When Maserati was a Maserati

When Citroën took over Maserati in 1968, plans for the launch of the Indy (a high-performance tourer car that featured a V8 engine, four seats, and rear-wheel drive) were so far advanced that Citroen rightly decided to leave ‘well alone’. There were 1,104 Maserati Indy’s produced during the six-year manufacturing run.

Subsequent models like the Bora and the Merak ‘benefitted’ from Citroën’s influence, who steered Maserati’s production away from front-engined GTs to mid/rear-engined sports cars. Leaving many Maserati customers unhappy at the lack of a luxury GT in the Maserati range, the House of Bertone was given the task to design and build a new Granturismo.

The result was the splendid Khamsin, designated Tipo 120 by the factory, a car designed by one of Bertone’s more talented young designers, Marcello Gandini.

The Khamsin was built on a tubular chassis with the same 2550 mm wheelbase as the Ghibli, and its engine mounted behind the front axle gave the car excellent road handling.

The Maserati Khamsin was perhaps the pinnacle of the Marque’s traditional classic front-engine, rear-wheel-drive GT’s.
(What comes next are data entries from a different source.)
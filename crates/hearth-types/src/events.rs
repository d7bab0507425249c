use serde::{Deserialize, Serialize};
use uuid::Uuid;

use crate::api::{AlertView, ConversationView, MessageView, PinnedNoteView, PollView};
use crate::ids::ChatRef;

/// Events pushed to sockets in a family room.
#[derive(Debug, Clone, Serialize, Deserialize)]
#[serde(tag = "type", content = "data", rename_all_fields = "camelCase")]
pub enum GatewayEvent {
    /// Server confirms the handshake credential was accepted
    #[serde(rename = "ready")]
    Ready { user_id: Uuid, name: String },

    /// A message was persisted
    #[serde(rename = "new_message")]
    NewMessage(MessageView),

    /// A virtual one-on-one chat was persisted; clients retarget `virtual_id`
    /// to `new_chat` before the first message arrives.
    #[serde(rename = "virtual_chat_created")]
    VirtualChatCreated {
        virtual_id: ChatRef,
        new_chat: ConversationView,
    },

    #[serde(rename = "new_poll")]
    NewPoll(PollView),

    #[serde(rename = "poll_updated")]
    PollUpdated(PollView),

    #[serde(rename = "pinned_notes_updated")]
    PinnedNotesUpdated {
        chat_id: Uuid,
        pinned_notes: Vec<PinnedNoteView>,
    },

    #[serde(rename = "new-alert")]
    NewAlert(AlertView),

    #[serde(rename = "alert-resolved")]
    AlertResolved { alert_id: Uuid, resolved_by: String },

    /// A family member came online or went offline; dashboards refetch
    #[serde(rename = "dashboardUpdate")]
    DashboardUpdate,
}

impl GatewayEvent {
    /// Wire name of the event, for logging.
    pub fn name(&self) -> &'static str {
        match self {
            Self::Ready { .. } => "ready",
            Self::NewMessage(_) => "new_message",
            Self::VirtualChatCreated { .. } => "virtual_chat_created",
            Self::NewPoll(_) => "new_poll",
            Self::PollUpdated(_) => "poll_updated",
            Self::PinnedNotesUpdated { .. } => "pinned_notes_updated",
            Self::NewAlert(_) => "new-alert",
            Self::AlertResolved { .. } => "alert-resolved",
            Self::DashboardUpdate => "dashboardUpdate",
        }
    }
}

#[cfg(test)]
mod tests {
    use super::*;

    #[test]
    fn wire_shape_uses_type_and_data() {
        let alert_id = Uuid::new_v4();
        let json = serde_json::to_value(GatewayEvent::AlertResolved {
            alert_id,
            resolved_by: "Asha".into(),
        })
        .unwrap();

        assert_eq!(json["type"], "alert-resolved");
        assert_eq!(json["data"]["alertId"], alert_id.to_string());
        assert_eq!(json["data"]["resolvedBy"], "Asha");
    }

    #[test]
    fn dashboard_update_has_no_payload() {
        let json = serde_json::to_value(GatewayEvent::DashboardUpdate).unwrap();
        assert_eq!(json["type"], "dashboardUpdate");
        assert!(json.get("data").is_none());
        assert_eq!(GatewayEvent::DashboardUpdate.name(), "dashboardUpdate");
    }
}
It was Giulio Alfieri’s who was responsible for production and racing car development last creation, where he was able to develop it without any restrictions from Citroen.

Powered by the magnificent AM115 4.9 litre V8 of the Ghibli SS, the Khamsin is perhaps the true last classic GT ever made by Maserati. As usual with Maserati, the Khamsin was named after a wind (meaning 50 in Arabic), a dry and hot wind that blows for 50 days in the desert. The Khamsin stayed in production for ten years between 1973 and 1983, approximately 430 built.

Considered by many, the Khamsin was ‘The most beautiful GT ever built by the Maserati.’ Seductive yet aggressive, the Khamsin represents the last cry of a romantic era where cars were built for pleasure and not for marketing reasons.’